## Foundations: Split data into train, validation, and test set

Using the Titanic dataset from [this](https://www.kaggle.com/c/titanic/overview) Kaggle competition.

In this section, we will split the data into train, validation, and test set in preparation for fitting a basic model in the next section.

### Read in Data

In [3]:
#so we are importing the data set that we cleaned earlier as the dataset is cleaned 
#we will start running our model on the dataset

#we will first going to load the library
#so we are importing the train and test method from the sklearn so that we can 
#split the dataset and then we can help it to train our model 

import pandas as pd
from sklearn.model_selection import train_test_split

titanic = pd.read_csv('titanic_cleaned.csv')
titanic.head()

#titanic.drop('Unnamed',axis=1,inplace=True)
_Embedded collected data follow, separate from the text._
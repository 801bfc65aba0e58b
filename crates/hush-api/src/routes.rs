//! API routes.

use std::sync::Arc;

use axum::extract::DefaultBodyLimit;
use axum::middleware;
use axum::routing::{get, post};
use axum::Router;
use metrics_exporter_prometheus::PrometheusHandle;
use tower_http::limit::RequestBodyLimitLayer;
use tower_http::timeout::TimeoutLayer;

use crate::handlers::{health, index, list_videos, ready, upload_video};
use crate::metrics::metrics_middleware;
use crate::middleware::{
    cors_layer, rate_limit_middleware, request_id, request_logging, security_headers,
    RateLimiterCache,
};
use crate::state::AppState;

/// Create the API router.
pub fn create_router(state: AppState, metrics_handle: Option<PrometheusHandle>) -> Router {
    let rate_limiter = Arc::new(RateLimiterCache::new(state.config.rate_limit_rps));

    // A run takes as long as its stages take; the pipeline enforces its own
    // per-stage timeouts. The body is bounded by the outer limit layer.
    let upload_routes = Router::new()
        .route("/upload", post(upload_video))
        .layer(DefaultBodyLimit::disable());

    let api_routes = Router::new()
        .route("/api/videos", get(list_videos))
        .layer(TimeoutLayer::new(state.config.request_timeout));

    let limited_routes = upload_routes
        .merge(api_routes)
        .layer(middleware::from_fn_with_state(rate_limiter, rate_limit_middleware));

    let health_routes = Router::new()
        .route("/", get(index))
        .route("/health", get(health))
        .route("/ready", get(ready));

    let metrics_routes = if let Some(handle) = metrics_handle {
        Router::new().route("/metrics", get(move || async move { handle.render() }))
    } else {
        Router::new()
    };

    Router::new()
        .merge(limited_routes)
        .merge(health_routes)
        .merge(metrics_routes)
        .layer(RequestBodyLimitLayer::new(state.config.max_body_size))
        .layer(middleware::from_fn(metrics_middleware))
        .layer(middleware::from_fn(security_headers))
        .layer(middleware::from_fn(request_logging))
        .layer(middleware::from_fn(request_id))
        .layer(cors_layer(&state.config.cors_origins))
        .with_state(state)
}

#[cfg(test)]
mod tests {
    use super::*;
    use std::path::Path;
    use std::sync::atomic::{AtomicUsize, Ordering};
    use std::time::Duration;

    use async_trait::async_trait;
    use axum::body::Body;
    use axum::http::{header, Request, StatusCode};
    use bytes::Bytes;
    use hush_media::{EnhancementInvoker, MediaError, MediaResult, Transcoder};
    use hush_metadata::{MetadataResult, MetadataStore};
    use hush_models::{Stage, StageResult, UploadRecord, UserId};
    use hush_pipeline::{Orchestrator, UploadGateway};
    use hush_storage::{public_url_for, BlobStore, StorageResult};
    use serde_json::Value;
    use tempfile::TempDir;
    use tower::ServiceExt;

    use crate::auth::{AuthUser, Authenticator};
    use crate::config::ApiConfig;
    use crate::error::{ApiError, ApiResult};

    const GOOD_TOKEN: &str = "good-token";
    const BOUNDARY: &str = "hush-test-boundary";

    struct FakeAuth;

    #[async_trait]
    impl Authenticator for FakeAuth {
        async fn authenticate(&self, token: &str) -> ApiResult<AuthUser> {
            if token == GOOD_TOKEN {
                Ok(AuthUser {
                    user_id: UserId::from("user-1"),
                    email: None,
                })
            } else {
                Err(ApiError::unauthorized("bad token"))
            }
        }
    }

    struct FakeTranscoder {
        fail_extract: bool,
        calls: AtomicUsize,
    }

    fn ok(stage: Stage) -> StageResult {
        StageResult {
            stage,
            exit_code: 0,
            stdout: String::new(),
            stderr: String::new(),
            elapsed: Duration::ZERO,
        }
    }

    #[async_trait]
    impl Transcoder for FakeTranscoder {
        async fn extract_audio(&self, _video: &Path, audio: &Path) -> MediaResult<StageResult> {
            self.calls.fetch_add(1, Ordering::SeqCst);
            if self.fail_extract {
                return Err(MediaError::process_failed(
                    Stage::Extracting,
                    Some(1),
                    "Invalid data found when processing input",
                ));
            }
            std::fs::write(audio, b"PCM").unwrap();
            Ok(ok(Stage::Extracting))
        }

        async fn remux(&self, video: &Path, audio: &Path, output: &Path) -> MediaResult<StageResult> {
            self.calls.fetch_add(1, Ordering::SeqCst);
            let mut data = std::fs::read(video).unwrap();
            data.extend_from_slice(&std::fs::read(audio).unwrap());
            std::fs::write(output, data).unwrap();
            Ok(ok(Stage::Remuxing))
        }
    }

    struct FakeBlobs;

    #[async_trait]
    impl BlobStore for FakeBlobs {
        async fn put_object(&self, _key: &str, _data: Bytes, _content_type: &str) -> StorageResult<()> {
            Ok(())
        }

        async fn delete_object(&self, _key: &str) -> StorageResult<()> {
            Ok(())
        }

        fn public_url(&self, key: &str) -> StorageResult<String> {
            public_url_for("https://cdn.example.com/videos", key)
        }

        async fn check_connectivity(&self) -> StorageResult<()> {
            Ok(())
        }
    }

    struct FakeRecords;

    #[async_trait]
    impl MetadataStore for FakeRecords {
        async fn insert_video(&self, user_id: &UserId, file_url: &str) -> MetadataResult<UploadRecord> {
            Ok(UploadRecord::new(user_id.clone(), file_url))
        }

        async fn list_videos(&self, user_id: &UserId) -> MetadataResult<Vec<UploadRecord>> {
            Ok(vec![UploadRecord::new(user_id.clone(), "user-1/a.mp4")])
        }

        async fn check_connectivity(&self) -> MetadataResult<()> {
            Ok(())
        }
    }

    struct TestApp {
        scratch: TempDir,
        transcoder: Arc<FakeTranscoder>,
        router: Router,
    }

    impl TestApp {
        fn transcoder_calls(&self) -> usize {
            self.transcoder.calls.load(Ordering::SeqCst)
        }

        fn scratch_is_empty(&self) -> bool {
            std::fs::read_dir(self.scratch.path()).unwrap().next().is_none()
        }
    }

    fn app_with(config: ApiConfig, fail_extract: bool) -> TestApp {
        let scratch = TempDir::new().unwrap();
        let transcoder = Arc::new(FakeTranscoder {
            fail_extract,
            calls: AtomicUsize::new(0),
        });
        let enhancer = EnhancementInvoker::new("sh")
            .with_args(["-c", r#"printf 'ENHANCED' > "$1""#])
            .with_settle_delay(Duration::ZERO);
        let gateway = UploadGateway::new(Arc::new(FakeBlobs), Arc::new(FakeRecords));
        let orchestrator = Orchestrator::new(
            transcoder.clone(),
            Arc::new(enhancer),
            gateway,
            scratch.path(),
            2,
        );
        let state = AppState::new(config, orchestrator, Arc::new(FakeAuth));

        TestApp {
            scratch,
            transcoder,
            router: create_router(state, None),
        }
    }

    fn app(fail_extract: bool) -> TestApp {
        app_with(ApiConfig::default(), fail_extract)
    }

    fn multipart_body(field: &str, file_name: &str, content: &[u8]) -> Vec<u8> {
        let mut body = format!(
            "--{BOUNDARY}\r\nContent-Disposition: form-data; name=\"{field}\"; filename=\"{file_name}\"\r\nContent-Type: video/mp4\r\n\r\n"
        )
        .into_bytes();
        body.extend_from_slice(content);
        body.extend_from_slice(format!("\r\n--{BOUNDARY}--\r\n").as_bytes());
        body
    }

    fn upload_request(token: Option<&str>, body: Vec<u8>) -> Request<Body> {
        let mut builder = Request::builder()
            .method("POST")
            .uri("/upload")
            .header(
                header::CONTENT_TYPE,
                format!("multipart/form-data; boundary={BOUNDARY}"),
            );
        if let Some(token) = token {
            builder = builder.header(header::AUTHORIZATION, format!("Bearer {token}"));
        }
        builder.body(Body::from(body)).unwrap()
    }

    async fn json_body(response: axum::response::Response) -> Value {
        let bytes = axum::body::to_bytes(response.into_body(), usize::MAX)
            .await
            .unwrap();
        serde_json::from_slice(&bytes).unwrap()
    }

    #[tokio::test]
    async fn test_index() {
        let app = app(false);
        let response = app
            .router
            .oneshot(Request::builder().uri("/").body(Body::empty()).unwrap())
            .await
            .unwrap();

        assert_eq!(response.status(), StatusCode::OK);
        let body = axum::body::to_bytes(response.into_body(), usize::MAX)
            .await
            .unwrap();
        assert_eq!(&body[..], b"Hello World");
    }

    #[tokio::test]
    async fn test_health_sets_security_and_request_id_headers() {
        let app = app(false);
        let response = app
            .router
            .oneshot(
                Request::builder()
                    .uri("/health")
                    .header("x-request-id", "req-42")
                    .body(Body::empty())
                    .unwrap(),
            )
            .await
            .unwrap();

        assert_eq!(response.status(), StatusCode::OK);
        assert_eq!(response.headers()["x-content-type-options"], "nosniff");
        assert_eq!(response.headers()["x-request-id"], "req-42");
        assert_eq!(json_body(response).await["status"], "healthy");
    }

    #[tokio::test]
    async fn test_ready_reports_both_backends() {
        let app = app(false);
        let response = app
            .router
            .oneshot(Request::builder().uri("/ready").body(Body::empty()).unwrap())
            .await
            .unwrap();

        assert_eq!(response.status(), StatusCode::OK);
        let body = json_body(response).await;
        assert_eq!(body["checks"]["storage"]["status"], "ok");
        assert_eq!(body["checks"]["metadata"]["status"], "ok");
    }

    #[tokio::test]
    async fn test_unauthenticated_upload_never_starts_pipeline() {
        let app = app(false);
        let response = app
            .router
            .clone()
            .oneshot(upload_request(None, multipart_body("video", "a.mp4", b"VIDEO")))
            .await
            .unwrap();

        assert_eq!(response.status(), StatusCode::UNAUTHORIZED);
        assert_eq!(app.transcoder_calls(), 0);
        assert!(app.scratch_is_empty());
    }

    #[tokio::test]
    async fn test_invalid_token_is_401() {
        let app = app(false);
        let response = app
            .router
            .clone()
            .oneshot(upload_request(
                Some("forged"),
                multipart_body("video", "a.mp4", b"VIDEO"),
            ))
            .await
            .unwrap();

        assert_eq!(response.status(), StatusCode::UNAUTHORIZED);
        assert_eq!(app.transcoder_calls(), 0);
        assert!(app.scratch_is_empty());
    }

    #[tokio::test]
    async fn test_upload_success_returns_public_url() {
        let app = app(false);
        let response = app
            .router
            .clone()
            .oneshot(upload_request(
                Some(GOOD_TOKEN),
                multipart_body("video", "a.mp4", b"VIDEO"),
            ))
            .await
            .unwrap();

        assert_eq!(response.status(), StatusCode::OK);
        let body = json_body(response).await;
        let file_url = body["file_url"].as_str().unwrap();
        assert!(file_url.starts_with("https://cdn.example.com/videos/user-1/"));
        assert!(file_url.ends_with(".mp4"));
        assert_eq!(body["record"]["user_id"], "user-1");
        assert_eq!(app.transcoder_calls(), 2);
        assert!(app.scratch_is_empty());
    }

    #[tokio::test]
    async fn test_upload_without_video_field_is_400() {
        let app = app(false);
        let response = app
            .router
            .clone()
            .oneshot(upload_request(
                Some(GOOD_TOKEN),
                multipart_body("attachment", "a.mp4", b"VIDEO"),
            ))
            .await
            .unwrap();

        assert_eq!(response.status(), StatusCode::BAD_REQUEST);
        assert_eq!(json_body(response).await["detail"], "Bad request: No video file uploaded");
        assert_eq!(app.transcoder_calls(), 0);
    }

    #[tokio::test]
    async fn test_empty_upload_is_400() {
        let app = app(false);
        let response = app
            .router
            .clone()
            .oneshot(upload_request(Some(GOOD_TOKEN), multipart_body("video", "a.mp4", b"")))
            .await
            .unwrap();

        assert_eq!(response.status(), StatusCode::BAD_REQUEST);
        assert_eq!(json_body(response).await["code"], "bad_input");
    }

    #[tokio::test]
    async fn test_extraction_failure_is_500_with_stage() {
        let app = app(true);
        let response = app
            .router
            .clone()
            .oneshot(upload_request(
                Some(GOOD_TOKEN),
                multipart_body("video", "a.mp4", b"VIDEO"),
            ))
            .await
            .unwrap();

        assert_eq!(response.status(), StatusCode::INTERNAL_SERVER_ERROR);
        let body = json_body(response).await;
        assert_eq!(body["code"], "processing_failed");
        assert_eq!(body["stage"], "extracting");
        assert_eq!(app.transcoder_calls(), 1);
        assert!(app.scratch_is_empty());
    }

    #[tokio::test]
    async fn test_list_videos_normalizes_urls() {
        let app = app(false);
        let response = app
            .router
            .clone()
            .oneshot(
                Request::builder()
                    .uri("/api/videos")
                    .header(header::AUTHORIZATION, format!("Bearer {GOOD_TOKEN}"))
                    .body(Body::empty())
                    .unwrap(),
            )
            .await
            .unwrap();

        assert_eq!(response.status(), StatusCode::OK);
        let body = json_body(response).await;
        assert_eq!(
            body["videos"][0]["file_url"],
            "https://cdn.example.com/videos/user-1/a.mp4"
        );
    }

    #[tokio::test]
    async fn test_rate_limit_applies_per_ip() {
        let config = ApiConfig {
            rate_limit_rps: 1,
            ..ApiConfig::default()
        };
        let app = app_with(config, false);

        let request = || {
            Request::builder()
                .uri("/api/videos")
                .header(header::AUTHORIZATION, format!("Bearer {GOOD_TOKEN}"))
                .header("x-forwarded-for", "203.0.113.9")
                .body(Body::empty())
                .unwrap()
        };

        let first = app.router.clone().oneshot(request()).await.unwrap();
        assert_eq!(first.status(), StatusCode::OK);

        let second = app.router.clone().oneshot(request()).await.unwrap();
        assert_eq!(second.status(), StatusCode::TOO_MANY_REQUESTS);
        assert_eq!(second.headers()[header::RETRY_AFTER], "1");
    }
}
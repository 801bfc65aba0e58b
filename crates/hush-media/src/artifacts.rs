//! Run-scoped temporary artifact tracking.
//!
//! Paths are registered before the stage that writes them runs, so a file a
//! failed process left half-written is still removed. The tracker owns the
//! cleanup: `purge_all` removes everything explicitly, and dropping a tracker
//! that still holds paths removes them synchronously.

use std::io::ErrorKind;
use std::path::{Path, PathBuf};

use tracing::{debug, warn};

/// Outcome of a purge. Never an error: every failure is recorded and logged.
#[derive(Debug, Default, Clone, PartialEq, Eq)]
pub struct PurgeReport {
    /// Files that existed and were deleted
    pub removed: Vec<PathBuf>,
    /// Files that were already gone
    pub absent: Vec<PathBuf>,
    /// Files whose deletion failed, with the error message
    pub failed: Vec<(PathBuf, String)>,
}

impl PurgeReport {
    /// True when nothing was left behind.
    pub fn is_clean(&self) -> bool {
        self.failed.is_empty()
    }

    /// Number of paths a deletion was attempted for.
    pub fn attempted(&self) -> usize {
        self.removed.len() + self.absent.len() + self.failed.len()
    }
}

/// Accumulates the temporary files of one pipeline run.
#[derive(Debug)]
pub struct ArtifactTracker {
    owner: String,
    paths: Vec<PathBuf>,
}

impl ArtifactTracker {
    /// Create an empty tracker; `owner` labels log lines (usually the run id).
    pub fn new(owner: impl Into<String>) -> Self {
        Self {
            owner: owner.into(),
            paths: Vec::new(),
        }
    }

    /// Register a path for deletion at the end of the run.
    ///
    /// Returns `false` if the path was already tracked.
    pub fn track(&mut self, path: impl AsRef<Path>) -> bool {
        let path = path.as_ref();
        if self.paths.iter().any(|p| p == path) {
            return false;
        }
        debug!(owner = %self.owner, path = %path.display(), "Tracking artifact");
        self.paths.push(path.to_path_buf());
        true
    }

    /// Paths currently tracked, in registration order.
    pub fn paths(&self) -> &[PathBuf] {
        &self.paths
    }

    pub fn len(&self) -> usize {
        self.paths.len()
    }

    pub fn is_empty(&self) -> bool {
        self.paths.is_empty()
    }

    /// Delete every tracked path once.
    ///
    /// Each deletion is independent; a missing file is not a failure. The
    /// tracker is empty afterwards, so a later purge or drop does nothing.
    /// A path leaves the tracker only once its deletion attempt has finished,
    /// so if this future is dropped midway the rest are removed on drop.
    pub async fn purge_all(&mut self) -> PurgeReport {
        let mut report = PurgeReport::default();

        while let Some(path) = self.paths.first().cloned() {
            let removed = tokio::fs::remove_file(&path).await;
            self.paths.remove(0);
            match removed {
                Ok(()) => {
                    debug!(owner = %self.owner, path = %path.display(), "Cleaned up artifact");
                    report.removed.push(path);
                }
                Err(e) if e.kind() == ErrorKind::NotFound => report.absent.push(path),
                Err(e) => {
                    warn!(
                        owner = %self.owner,
                        path = %path.display(),
                        "Failed to clean up artifact: {}", e
                    );
                    report.failed.push((path, e.to_string()));
                }
            }
        }

        report
    }
}

impl Drop for ArtifactTracker {
    fn drop(&mut self) {
        if self.paths.is_empty() {
            return;
        }

        warn!(
            owner = %self.owner,
            count = self.paths.len(),
            "Artifact tracker dropped before purge, cleaning up"
        );
        for path in self.paths.drain(..) {
            match std::fs::remove_file(&path) {
                Ok(()) => {}
                Err(e) if e.kind() == ErrorKind::NotFound => {}
                Err(e) => warn!(
                    owner = %self.owner,
                    path = %path.display(),
                    "Failed to clean up artifact: {}", e
                ),
            }
        }
    }
}
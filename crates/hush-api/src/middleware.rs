//! API middleware.

use std::collections::HashMap;
use std::net::IpAddr;
use std::num::NonZeroU32;
use std::sync::Arc;
use std::time::{Duration, Instant};

use axum::body::Body;
use axum::extract::{ConnectInfo, State};
use axum::http::{header, HeaderName, HeaderValue, Method, Request, Response, StatusCode};
use axum::middleware::Next;
use axum::response::IntoResponse;
use governor::clock::DefaultClock;
use governor::state::{InMemoryState, NotKeyed};
use governor::{Quota, RateLimiter};
use tokio::sync::RwLock;
use tower_http::cors::{Any, CorsLayer};
use tracing::{info, warn};
use uuid::Uuid;

use crate::metrics;

/// Per-IP rate limiter using governor.
pub type IpRateLimiter = RateLimiter<NotKeyed, InMemoryState, DefaultClock>;

/// Maximum number of IPs to track in the rate limiter cache.
const MAX_RATE_LIMITER_ENTRIES: usize = 10_000;

const DEFAULT_RPS: NonZeroU32 = match NonZeroU32::new(10) {
    Some(n) => n,
    None => unreachable!(),
};

pub const REQUEST_ID_HEADER: &str = "x-request-id";

/// Request id assigned to the current request.
#[derive(Debug, Clone)]
pub struct RequestId(pub String);

/// IP-based rate limiter cache with TTL cleanup.
#[derive(Clone)]
pub struct RateLimiterCache {
    limiters: Arc<RwLock<HashMap<IpAddr, (Arc<IpRateLimiter>, Instant)>>>,
    quota: Quota,
    ttl: Duration,
}

impl RateLimiterCache {
    pub fn new(requests_per_second: u32) -> Self {
        let quota = Quota::per_second(NonZeroU32::new(requests_per_second).unwrap_or(DEFAULT_RPS));
        Self {
            limiters: Arc::new(RwLock::new(HashMap::new())),
            quota,
            ttl: Duration::from_secs(3600),
        }
    }

    /// Drop expired limiters, then the oldest ones if still over capacity.
    async fn cleanup_expired(&self) {
        let mut limiters = self.limiters.write().await;
        let now = Instant::now();

        limiters.retain(|_, (_, created_at)| now.duration_since(*created_at) < self.ttl);

        if limiters.len() >= MAX_RATE_LIMITER_ENTRIES {
            let mut entries: Vec<_> = limiters.iter().map(|(ip, (_, t))| (*ip, *t)).collect();
            entries.sort_by_key(|(_, t)| *t);

            let to_remove = limiters.len() + 1 - MAX_RATE_LIMITER_ENTRIES;
            for (ip, _) in entries.into_iter().take(to_remove) {
                limiters.remove(&ip);
            }
            warn!("Rate limiter cache exceeded capacity, removed {} entries", to_remove);
        }
    }

    /// Get or create the limiter for an IP.
    pub async fn get_limiter(&self, ip: IpAddr) -> Arc<IpRateLimiter> {
        {
            let limiters = self.limiters.read().await;
            if let Some((limiter, _)) = limiters.get(&ip) {
                return Arc::clone(limiter);
            }
        }

        if self.limiters.read().await.len() >= MAX_RATE_LIMITER_ENTRIES {
            self.cleanup_expired().await;
        }

        let mut limiters = self.limiters.write().await;
        // Another request may have inserted it meanwhile
        let (limiter, _) = limiters
            .entry(ip)
            .or_insert_with(|| (Arc::new(RateLimiter::direct(self.quota)), Instant::now()));
        Arc::clone(limiter)
    }

    /// Whether a request from `ip` is allowed now.
    pub async fn check(&self, ip: IpAddr) -> bool {
        self.get_limiter(ip).await.check().is_ok()
    }

    pub async fn tracked_ips(&self) -> usize {
        self.limiters.read().await.len()
    }
}

/// Create CORS layer.
pub fn cors_layer(origins: &[String]) -> CorsLayer {
    if origins.iter().any(|o| o == "*") {
        // Wildcard origin: credentials are not allowed
        CorsLayer::new()
            .allow_methods(Any)
            .allow_headers(Any)
            .allow_origin(Any)
            .max_age(Duration::from_secs(600))
    } else {
        // tower-http panics if credentials are combined with wildcard headers
        let origins: Vec<HeaderValue> = origins.iter().filter_map(|o| o.parse().ok()).collect();

        CorsLayer::new()
            .allow_methods([Method::GET, Method::POST, Method::OPTIONS])
            .allow_headers([
                header::AUTHORIZATION,
                header::CONTENT_TYPE,
                header::ACCEPT,
                header::ORIGIN,
            ])
            .expose_headers([header::CONTENT_TYPE, HeaderName::from_static(REQUEST_ID_HEADER)])
            .allow_credentials(true)
            .allow_origin(origins)
            .max_age(Duration::from_secs(600))
    }
}

/// Security headers middleware.
pub async fn security_headers(request: Request<Body>, next: Next) -> Response<Body> {
    let mut response = next.run(request).await;
    let headers = response.headers_mut();

    headers.insert(
        header::X_CONTENT_TYPE_OPTIONS,
        HeaderValue::from_static("nosniff"),
    );
    headers.insert(header::X_FRAME_OPTIONS, HeaderValue::from_static("DENY"));
    headers.insert(
        header::STRICT_TRANSPORT_SECURITY,
        HeaderValue::from_static("max-age=31536000; includeSubDomains"),
    );
    headers.insert(
        header::REFERRER_POLICY,
        HeaderValue::from_static("strict-origin-when-cross-origin"),
    );
    headers.insert(
        HeaderName::from_static("cross-origin-resource-policy"),
        HeaderValue::from_static("same-origin"),
    );
    headers.insert(
        HeaderName::from_static("x-permitted-cross-domain-policies"),
        HeaderValue::from_static("none"),
    );

    response
}

/// Request ID middleware.
///
/// Reuses a well-formed incoming `X-Request-ID`, otherwise assigns a UUID.
pub async fn request_id(mut request: Request<Body>, next: Next) -> Response<Body> {
    let request_id = request
        .headers()
        .get(REQUEST_ID_HEADER)
        .and_then(|v| v.to_str().ok())
        .filter(|s| is_acceptable_request_id(s))
        .map(str::to_string)
        .unwrap_or_else(|| Uuid::new_v4().to_string());

    request
        .extensions_mut()
        .insert(RequestId(request_id.clone()));

    let mut response = next.run(request).await;

    if let Ok(value) = HeaderValue::from_str(&request_id) {
        response.headers_mut().insert(REQUEST_ID_HEADER, value);
    }

    response
}

fn is_acceptable_request_id(id: &str) -> bool {
    !id.is_empty()
        && id.len() <= 128
        && id
            .chars()
            .all(|c| c.is_ascii_alphanumeric() || c == '-' || c == '_')
}

/// Request logging middleware.
pub async fn request_logging(request: Request<Body>, next: Next) -> Response<Body> {
    let method = request.method().clone();
    let uri = request.uri().clone();
    let request_id = request
        .extensions()
        .get::<RequestId>()
        .map(|r| r.0.clone())
        .unwrap_or_default();
    let start = Instant::now();

    let response = next.run(request).await;

    // Probes are too frequent to log
    if uri.path() != "/health" && uri.path() != "/ready" {
        info!(
            method = %method,
            uri = %uri,
            status = %response.status(),
            duration_ms = %start.elapsed().as_millis(),
            request_id = %request_id,
            "Request completed"
        );
    }

    response
}

/// Rate limiting middleware keyed by client IP.
pub async fn rate_limit_middleware(
    State(rate_limiter): State<Arc<RateLimiterCache>>,
    request: Request<Body>,
    next: Next,
) -> Response<Body> {
    if let Some(ip) = extract_client_ip(&request) {
        if !rate_limiter.check(ip).await {
            warn!(ip = %ip, "Rate limit exceeded");
            metrics::record_rate_limit_hit(request.uri().path());
            return (
                StatusCode::TOO_MANY_REQUESTS,
                [(header::RETRY_AFTER, "1")],
                "Rate limit exceeded. Please try again later.",
            )
                .into_response();
        }
    }

    next.run(request).await
}

/// Client IP from proxy headers or the connection.
fn extract_client_ip(request: &Request<Body>) -> Option<IpAddr> {
    let headers = request.headers();

    // First entry of X-Forwarded-For is the original client
    let forwarded = headers
        .get("x-forwarded-for")
        .and_then(|v| v.to_str().ok())
        .and_then(|s| s.split(',').next())
        .and_then(|s| s.trim().parse().ok());
    if forwarded.is_some() {
        return forwarded;
    }

    let real_ip = headers
        .get("x-real-ip")
        .and_then(|v| v.to_str().ok())
        .and_then(|s| s.trim().parse().ok());
    if real_ip.is_some() {
        return real_ip;
    }

    request
        .extensions()
        .get::<ConnectInfo<std::net::SocketAddr>>()
        .map(|ci| ci.0.ip())
}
Unnamed: 0.1,Unnamed: 0,Survived,Pclass,Sex,Age,Fare,Family_cnt,Cabin_int
0,0,0,3,0,22.0,7.25,1,0
1,1,1,1,1,38.0,71.2833,1,1
2,2,1,3,1,26.0,7.925,0,0
3,3,1,1,1,35.0,53.1,1,1
4,4,0,3,0,35.0,8.05,0,0


In [7]:
#here we got the extra column in our dataset so we will going to drop it form the dataset
titanic.drop('Unnamed: 0',axis=1,inplace=True)

In [8]:
titanic.head()

Unnamed: 0,Survived,Pclass,Sex,Age,Fare,Family_cnt,Cabin_int
0,0,3,0,22.0,7.25,1,0
1,1,1,1,38.0,71.2833,1,1
2,1,3,1,26.0,7.925,0,0
3,1,1,1,35.0,53.1,1,1
4,0,3,0,35.0,8.05,0,0


### Split into train, validation, and test set

![Split Data](../../img/split_data.png)

In [11]:
#so this is the way to divide the dataset into the features set and the test set
#so for features we remove the target and include all the variable in it
#so for label we select the target 


#so our main goal is to divide our dataset into the training data, validation , and testing data
#so we will train the model on the training dataset
#we will evaluate the different models on the validation dataset
#after validating the right model we will test it on the testing set

features = titanic.drop('Survived', axis=1)
labels = titanic['Survived']

#X_train, X_test, y_train, y_test = train_test_split(features,labels,)

In [14]:
#so here we will going to split the dataset into 3 set as we discussed earlier

#so we will start with dividing it into two parts/because with this method we cannot divide it into three parts
X_train, X_test, y_train, y_test = train_test_split(features,labels,test_size=0.4,random_state=42)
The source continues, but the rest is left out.